Every time the governments in India and Pakistan resume diplomacy and wish to move forward on issues of mutual interest, non-state actors get it and push situations back to square one. This has emerged a sort of cycle that has never broken in last around three decades. The latest instance was Prime Minister Narendra Modi’s visit to Lahore that was a sort of a message that his government in Delhi is committed to what the foreign ministers had done a few weeks earlier. Then Pathankot took place and the Foreign Secretary level contact was delayed again.
The fact of the matter is that India as well as Pakistan is passing through a special situation. It started with the erstwhile USSR invasion of Afghanistan which initially led to militancy in Punjab and later in Kashmir. At both the places, the internal situation was ripe to adopt the new lingo of violence to communicate between the state and the subjects, or a section of it. Gradually, the violence became an industry and with world powers experimenting in the Hindukush Mountains, it became a much larger game that sucked the two countries into it.
Arab Spring and the subsequent developments that has now led to dreaded ISIS makes the situation totally complex for the entire region. This highly motivated wave has the capacity to overtake the diplomacy in both the countries even though the fact is that this region is neither supportive of ISIS kind of movement nor has the cadre-structure that can follow the peculiar savagery being packaged in the name of faith.

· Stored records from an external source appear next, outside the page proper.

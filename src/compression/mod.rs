//! Adaptive batch compression.
//!
//! Every batch is encoded by all four codecs.  Each candidate is decoded
//! again and compared with the input; the smallest verified candidate wins
//! and raw is the fallback when none verifies.  The first byte of every
//! packet is its method tag, which [`decompress`] dispatches on.

mod bitpack;
pub mod bits;
mod dictionary;
mod semantic;
mod temporal;

use core::fmt;

use log::{debug, warn};
use serde::Serialize;

use crate::app::ports::Clock;
use crate::error::{Fault, Result};
use crate::registers::RegisterSelection;

pub const TAG_RAW: u8 = 0x00;
pub const TAG_BITPACK: u8 = 0x01;
pub const TAG_SEMANTIC: u8 = 0x50;
pub const TAG_TEMPORAL_BASE: u8 = 0x70;
pub const TAG_TEMPORAL_DELTA: u8 = 0x71;
pub const TAG_DICTIONARY: u8 = 0xD0;

#[derive(Debug, Clone, Copy, PartialEq, Eq, Serialize)]
pub enum Method {
    #[serde(rename = "raw")]
    Raw,
    #[serde(rename = "bit_packed")]
    BitPacked,
    #[serde(rename = "semantic_rle")]
    SemanticRle,
    #[serde(rename = "temporal_delta")]
    TemporalDelta,
    #[serde(rename = "dictionary_bitmask")]
    Dictionary,
}

impl Method {
    pub const ALL: [Self; 5] = [
        Self::Dictionary,
        Self::TemporalDelta,
        Self::SemanticRle,
        Self::BitPacked,
        Self::Raw,
    ];

    pub fn from_tag(tag: u8) -> Option<Self> {
        match tag {
            TAG_RAW => Some(Self::Raw),
            TAG_BITPACK => Some(Self::BitPacked),
            TAG_SEMANTIC => Some(Self::SemanticRle),
            TAG_TEMPORAL_BASE | TAG_TEMPORAL_DELTA => Some(Self::TemporalDelta),
            TAG_DICTIONARY => Some(Self::Dictionary),
            _ => None,
        }
    }

    pub const fn name(self) -> &'static str {
        match self {
            Self::Raw => "raw",
            Self::BitPacked => "bit_packed",
            Self::SemanticRle => "semantic_rle",
            Self::TemporalDelta => "temporal_delta",
            Self::Dictionary => "dictionary_bitmask",
        }
    }

    fn index(self) -> usize {
        match self {
            Self::Dictionary => 0,
            Self::TemporalDelta => 1,
            Self::SemanticRle => 2,
            Self::BitPacked => 3,
            Self::Raw => 4,
        }
    }
}

impl fmt::Display for Method {
    fn fmt(&self, f: &mut fmt::Formatter<'_>) -> fmt::Result {
        f.write_str(self.name())
    }
}

/// Decode any packet produced by [`compress`].  `register_count` is only
/// consulted by the dictionary layout, which does not carry it.
pub fn decompress(bytes: &[u8], register_count: usize) -> Result<Vec<u16>> {
    let tag = *bytes.first().ok_or(Fault::CompressionFailure)?;
    match tag {
        TAG_RAW => bitpack::decode_raw(bytes),
        TAG_BITPACK => bitpack::decode(bytes),
        TAG_SEMANTIC => semantic::decode(bytes),
        TAG_TEMPORAL_BASE => temporal::decode(bytes),
        TAG_DICTIONARY => dictionary::decode(bytes, register_count),
        // A delta frame cannot open a packet.
        _ => Err(Fault::CompressionFailure),
    }
}

/// The winning encoding of one batch.
#[derive(Debug, Clone, PartialEq, Eq)]
pub struct Compressed {
    pub bytes: Vec<u8>,
    pub method: Method,
    pub lossless_verified: bool,
}

fn candidates(values: &[u16], selection: &RegisterSelection) -> [(Method, Option<Vec<u8>>); 4] {
    let packed = bitpack::encode(values);
    let packed_method = match packed.as_deref().and_then(<[u8]>::first) {
        Some(&TAG_BITPACK) => Method::BitPacked,
        _ => Method::Raw,
    };
    [
        (Method::Dictionary, dictionary::encode(values, selection.len())),
        (Method::TemporalDelta, temporal::encode(values, selection)),
        (Method::SemanticRle, semantic::encode(values, selection)),
        (packed_method, packed),
    ]
}

/// Pick the smallest losslessly decodable encoding of `values`
/// (row-major, `selection.len()` values per sample).  Ties go to the codec
/// evaluated first.
pub fn compress(values: &[u16], selection: &RegisterSelection) -> Result<Compressed> {
    if selection.is_empty() || values.len() % selection.len() != 0 {
        return Err(Fault::CompressionFailure);
    }
    let mut best: Option<(Method, Vec<u8>)> = None;
    for (method, encoded) in candidates(values, selection) {
        let Some(bytes) = encoded else { continue };
        match decompress(&bytes, selection.len()) {
            Ok(decoded) if decoded == values => {}
            _ => {
                warn!("Compression: {} failed verification, skipped", method);
                continue;
            }
        }
        if best.as_ref().is_none_or(|(_, b)| bytes.len() < b.len()) {
            best = Some((method, bytes));
        }
    }

    match best {
        Some((method, bytes)) => Ok(Compressed {
            bytes,
            method,
            lossless_verified: true,
        }),
        None => {
            let bytes = bitpack::encode_raw(values);
            let lossless_verified = decompress(&bytes, selection.len())
                .is_ok_and(|d| d == values);
            Ok(Compressed {
                bytes,
                method: Method::Raw,
                lossless_verified,
            })
        }
    }
}

/// Running totals for one method.
#[derive(Debug, Default, Clone, Copy, PartialEq, Serialize)]
pub struct MethodStats {
    pub count: u32,
    pub mean_ratio: f32,
    pub mean_time_us: f32,
}

impl MethodStats {
    fn record(&mut self, ratio: f32, time_us: u64) {
        self.count += 1;
        let n = self.count as f32;
        self.mean_ratio += (ratio - self.mean_ratio) / n;
        self.mean_time_us += (time_us as f32 - self.mean_time_us) / n;
    }
}

/// Result of [`Compressor::compress`]: the encoding plus its measurements.
#[derive(Debug, Clone)]
pub struct CompressionRecord {
    pub compressed: Compressed,
    pub original_size: usize,
    /// `compressed / original` (lower is better).
    pub ratio: f32,
    pub time_us: u64,
}

/// Compression front end that keeps per-method telemetry.
#[derive(Debug, Default)]
pub struct Compressor {
    stats: [MethodStats; 5],
    failures: u32,
}

impl Compressor {
    pub fn new() -> Self {
        Self::default()
    }

    pub fn compress(
        &mut self,
        values: &[u16],
        selection: &RegisterSelection,
        clock: &dyn Clock,
    ) -> Result<CompressionRecord> {
        let start = clock.now_us();
        let compressed = match compress(values, selection) {
            Ok(c) => c,
            Err(e) => {
                self.failures += 1;
                return Err(e);
            }
        };
        let time_us = clock.now_us().saturating_sub(start);
        let original_size = values.len() * 2;
        let ratio = if original_size == 0 {
            1.0
        } else {
            compressed.bytes.len() as f32 / original_size as f32
        };
        self.stats[compressed.method.index()].record(ratio, time_us);
        debug!(
            "Compression: {} {} -> {} bytes ({:.3}) in {} us",
            compressed.method,
            original_size,
            compressed.bytes.len(),
            ratio,
            time_us
        );
        Ok(CompressionRecord {
            compressed,
            original_size,
            ratio,
            time_us,
        })
    }

    pub fn method_stats(&self, method: Method) -> MethodStats {
        self.stats[method.index()]
    }

    pub fn failures(&self) -> u32 {
        self.failures
    }
}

In such a situation, Delhi and Islamabad will have to rediscover its common interest and give a serious push to the love-hate relationship that they have exhibited for most of their history. There is no possibility of a grand geo-political alliance on SAARC pattern unless there are visible shifts in the way India and Pakistan see at each other. Though both the countries have strong issues in between – Kashmir being the most crucial, they still have a lot of commerce around to talk and negotiate about.
The recent crisis in Siachen glacier is just a pointer towards the inevitability of talking. Akin to the two bald men fighting over the comb, the Siachin crisis has been draining the resources of the two countries since 1984. The best and the honest strategic and defence experts in both the countries and across the world have repeatedly insisted that the vast glacier lacks any strategic importance. It’s only worth lies for the ecology and the science. At a time when the climate change is the main issue that humanity is confronted with, Siachen could offer a huge way-out of the crisis the two countries are living in. They have already negotiated it threadbare and at one point of time, they were about to sign the papers for withdrawal and protection of the glacier for the posteriority. Given the fact that the glacier falls in the territory of J&K, the state has a stake in its survival. Any climatic crisis on this glacier can trigger doom for a larger population.
J&K is perhaps the only state in India that has a direct stake in the peaceful coexistence of India and Pakistan. History has been demonstrated it countless times. In case the two countries come out of the diplomatic impasse, J&K can become a major window in helping the two countries trade better. If this can be sustained for some time, it will give enough of confidence to both the countries to settle the issue permanently.